Brothers in arms?

Last week I was asked to speak at the Canadian Military Intelligence Association annual conference in Ottawa. The speakers’ list included the Canadian National Security Advisor (and former Director of CSIS) Richard Fadden and Chief of Defence Staff General Vance. The day was well attended by members of the Canadian intelligence community.

On the tables in the room at the old Ottawa City Hall was a “terrorism quiz” put together by one of the conference’s sponsors, TSEC (full disclosure, I had never heard of TSEC before that day ). The “quiz” was a list of questions in Canada about terrorism, both past and present. What struck me were the first two questions, both of which related to the Muslim Brotherhood (MB), with a strong implication that the MB was a terrorist organisation and posed a threat to Canada (not just a threat but the biggest threat).

Wrong and wrong. The MB is not terrorist organisation in Canada (or anywhere for that matter in my opinion) and has thus never been listed as a terrorist entity in this country (NB I worked for a while on terrorist listings at CSIS and know very well how the listing process works).  It poses no threat to Canada.  The reason why the group has not been listed is simply this: it doesn’t deserve to be so.  TSEC clearly disagrees with me as it has written a 202-page report saying the opposite – see it here.

I know about the history of the MB and its role in ousting the British from Egypt. I am well aware of its goal to bring what it sees as true Islam to Egypt and its stated intention to do so through jihad (but not necessarily armed jihad – there is a difference). And yes I know that the MB was alleged to have had a role in the assassination attempt of Egyptian President Nasser through its Jihaz al-Khass (special apparatus).  And that groups such as Hamas, which are terrorist organisations, stemmed from the MB.

But being a terrorist group once (if the MB was even once so) does not imply being one today. If it did, we would list Sinn Fein in Ireland, the African National Congress in South Africa and many members of the Israeli government (like Menachem Begin) who fought for the Irgun.  Terrorists and terrorist groups can be brought into the political process, under the right conditions.  Interestingly, what Egypt – and with TSEC’s support it appears – is doing to the MB by banning it and arresting (and in some cases executing) its members will go a long way to MAKING the MB a terrorist group (See? We kill them and then they kill us – THEY’RE TERRORISTS!!).  I don’t think their turn at running Egypt was very effective, but if lousy governance was a criterion for being a terrorist entity the line would be long indeed!

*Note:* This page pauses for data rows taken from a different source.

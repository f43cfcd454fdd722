//! Query preparation for the text search endpoint

/// Append the proximity qualifier to the raw query text
///
/// An empty qualifier leaves the query unchanged.
pub fn qualify_query(query: &str, qualifier: &str) -> String {
    if qualifier.is_empty() {
        query.to_string()
    } else {
        format!("{query} {qualifier}")
    }
}

/// Percent-encode a string for use in URL query parameters
///
/// Encodes all characters except unreserved characters (`A-Z`, `a-z`, `0-9`,
/// `-`, `_`, `.`, `~`). Spaces are encoded as `+`. Every `&str` is valid
/// UTF-8, so encoding cannot fail and there is no unencoded fallback path.
pub fn encode(input: &str) -> String {
    let mut result = String::with_capacity(input.len() * 3);
    for byte in input.bytes() {
        match byte {
            b'a'..=b'z' | b'A'..=b'Z' | b'0'..=b'9' | b'-' | b'_' | b'.' | b'~' => {
                result.push(byte as char);
            },
            b' ' => result.push('+'),
            _ => result.push_str(&format!("%{byte:02X}")),
        }
    }
    result
}

#[cfg(test)]
mod tests {
    use super::*;

    #[test]
    fn qualifier_is_appended() {
        assert_eq!(qualify_query("pizza", "near me"), "pizza near me");
    }

    #[test]
    fn empty_qualifier_keeps_query() {
        assert_eq!(qualify_query("pizza", ""), "pizza");
    }

    #[test]
    fn encode_qualified_query() {
        assert_eq!(encode("pizza near me"), "pizza+near+me");
    }

    #[test]
    fn encode_reserved_chars() {
        assert_eq!(encode("fish & chips=good"), "fish+%26+chips%3Dgood");
    }

    #[test]
    fn encode_unreserved_chars() {
        assert_eq!(encode("abc-123_test.file~v2"), "abc-123_test.file~v2");
    }

    #[test]
    fn encode_unicode() {
        assert_eq!(encode("café"), "caf%C3%A9");
    }

    #[test]
    fn encode_empty() {
        assert_eq!(encode(""), "");
    }
}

The fact remains that the MB has a solid presence in Egypt and has to be allowed to play a role in civic society.  Remove that right by force and violence ensues – just ask the Algerians about this (they banned the Front Islamique du Salut after the group won the first round of national elections in1992 and a bloody decade-long civil war resulted).

So in my opinion, the MB is NOT a terrorist group and their presence in Canada is not, to quote the TSEC paper “a greater existential (!!) and systemic threat to North American civilization and society than violent extremist movements such as Al Qaeda”.

They are not “brothers in arms”: that remains the title of a very good Dire Straits album in 1985.  As it should be.

By Phil Gurski

Phil Gurski is the President and CEO of Borealis Threat and Risk Consulting Ltd. Phil is a 32-year veteran of CSE and CSIS and the author of six books on terrorism.